Prep Time 10 minutes
Cook Time 15 minutes
Total Time 25 minutes
Servings: 4 servings

Ingredients
  

  • Canned tuna (2 cans, preferably solid or chunk light in water or olive oil)
  • Zucchini (2 medium, about 1 pound total)
  • Yellow onion (1 small)
  • Garlic (3 cloves)
  • Cherry tomatoes (1 cup) or 1 large tomato, diced
  • Red pepper flakes (optional, for heat)
  • Dried oregano or Italian seasoning (1 teaspoon)
  • Fresh parsley or basil (small bunch)
  • Lemon (1, for zest and juice)
  • Olive oil (2–3 tablespoons)
  • Capers (1 tablespoon, optional but great)
  • Salt and black pepper
  • Parmesan or feta (optional, for finishing)
  • Cooked rice, pasta, or crusty bread (optional, for serving)

Method
 

  1. Prep the vegetables: Slice the zucchini into half-moons, about 1/4 inch thick. Dice the onion. Mince the garlic. Halve the cherry tomatoes. Zest and juice the lemon.
  2. Heat the pan: Warm 2 tablespoons of olive oil in a large skillet over medium heat. Add the onion with a pinch of salt and cook 3–4 minutes until softened.
  3. Sauté the zucchini: Add the zucchini and another drizzle of oil if the pan looks dry. Cook 5–7 minutes, stirring occasionally, until lightly browned and tender with a slight bite.
  4. Add aromatics: Stir in the garlic, dried oregano, and a pinch of red pepper flakes.

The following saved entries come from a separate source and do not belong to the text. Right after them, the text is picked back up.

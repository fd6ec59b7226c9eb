use std::marker::PhantomData;

use chrono::{serde::ts_seconds, DateTime, Utc};
use jsonwebtoken::{DecodingKey, TokenData, Validation};
use rocket::{
    http::{Cookie, Status},
    request::{FromRequest, Outcome},
    Request, State,
};
use serde::{Deserialize, Serialize};

use crate::config::Config;
use crate::error::Error;
use crate::model::mongodb::Id;

use super::user::{Rights, User};

pub const AUTH_TOKEN_COOKIE: &str = "auth_token";

/// An authentication token representing a specific account with specific rights.
#[derive(Debug, Serialize, Deserialize)]
pub struct AuthToken<U> {
    id: Id,
    #[serde(rename = "rgt")]
    rights: Rights,
    #[serde(skip)]
    phantom: PhantomData<U>,
}

impl<U> AuthToken<U> {
    /// The account this token was issued for.
    pub fn id(&self) -> Id {
        self.id
    }

    pub fn rights(&self) -> Rights {
        self.rights
    }

    /// Does this token permit the given rights?
    pub fn permits(&self, target: Rights) -> bool {
        self.rights == target
    }
}

impl<U> AuthToken<U>
where
    U: User,
{
    /// Verify and decode a token from a cookie.
    pub fn from_cookie(cookie: &Cookie<'_>, config: &Config) -> Result<Self, Error> {
        let token = jsonwebtoken::decode(
            cookie.value(),
            &DecodingKey::from_secret(config.jwt_secret()),
            &Validation::default(),
        )
        .map(|claims: TokenData<Claims<U>>| claims.claims.token)?;
        Ok(token)
    }
}

/// Cookie claims: the token itself plus an expiry datetime.
#[derive(Serialize, Deserialize)]
struct Claims<U> {
    #[serde(flatten, bound = "")]
    token: AuthToken<U>,
    #[serde(rename = "exp", with = "ts_seconds")]
    expire_at: DateTime<Utc>,
}

/// Tokens are issued by the identity service. Tests mint their own, signed
/// with the same secret.
#[cfg(test)]
impl<U> AuthToken<U>
where
    U: User,
{
    /// Create a new [`AuthToken`] for the given account, with the rights of `U`.
    pub fn new(id: Id) -> Self {
        Self {
            id,
            rights: U::RIGHTS,
            phantom: PhantomData,
        }
    }

    /// Sign this token into a cookie valid for an hour.
    pub fn into_cookie(self, config: &Config) -> Result<Cookie<'static>, Error> {
        use jsonwebtoken::{EncodingKey, Header};
        use rocket::{http::SameSite, time::Duration};

        const TTL_SECONDS: i64 = 3600;
        let claims = Claims {
            token: self,
            expire_at: Utc::now() + chrono::Duration::seconds(TTL_SECONDS),
        };

        let token = jsonwebtoken::encode(
            &Header::default(),
            &claims,
            &EncodingKey::from_secret(config.jwt_secret()),
        )?;

        Ok(Cookie::build(AUTH_TOKEN_COOKIE, token)
            .max_age(Duration::seconds(TTL_SECONDS))
            .http_only(true)
            .same_site(SameSite::Strict)
            .finish())
    }
}

#[rocket::async_trait]
impl<'r, U> FromRequest<'r> for AuthToken<U>
where
    U: User + Send,
{
    type Error = Error;

    /// Get an [`AuthToken`] from the cookie and verify that it has the correct
    /// rights for this user type.
    async fn from_request(req: &'r Request<'_>) -> Outcome<Self, Self::Error> {
        let config = match req.guard::<&State<Config>>().await {
            Outcome::Success(config) => config,
            _ => {
                let err = Error::Status(
                    Status::InternalServerError,
                    "Application config is not managed".to_string(),
                );
                return Outcome::Failure((err.status(), err));
            }
        };

        let cookie = match req.cookies().get(AUTH_TOKEN_COOKIE) {
            Some(cookie) => cookie,
            None => {
                let err = Error::Status(Status::Unauthorized, "Not signed in".to_string());
                return Outcome::Failure((err.status(), err));
            }
        };

        let token = match Self::from_cookie(cookie, config) {
            Ok(token) => token,
            Err(err) => return Outcome::Failure((err.status(), err)),
        };

        // Check it represents the correct rights.
        if !token.permits(U::RIGHTS) {
            let err = Error::Status(
                Status::Forbidden,
                format!("Requires {} rights, token has {}", U::RIGHTS, token.rights),
            );
            return Outcome::Failure((err.status(), err));
        }

        Outcome::Success(token)
    }
}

Cook 30–60 seconds until fragrant.
  5. Toss in tomatoes and capers: Add the cherry tomatoes and capers. Cook 2–3 minutes, just until the tomatoes begin to slump and release a little juice.
  6. Fold in the tuna: Drain the tuna well. Flake it gently into the skillet. Stir carefully to combine without breaking it up too much. Warm through for 1–2 minutes.
  7. Finish bright: Add lemon zest and 1–2 tablespoons of lemon juice. Season with salt and black pepper to taste. Remove from heat.
  8. Herbs and cheese: Fold in chopped parsley or basil. If you like, sprinkle with a little grated Parmesan or crumbled feta for richness.
  9. Serve: Enjoy straight from the skillet, or spoon over rice, quinoa, or pasta. It’s also great piled onto toasted bread or wrapped in a warm pita.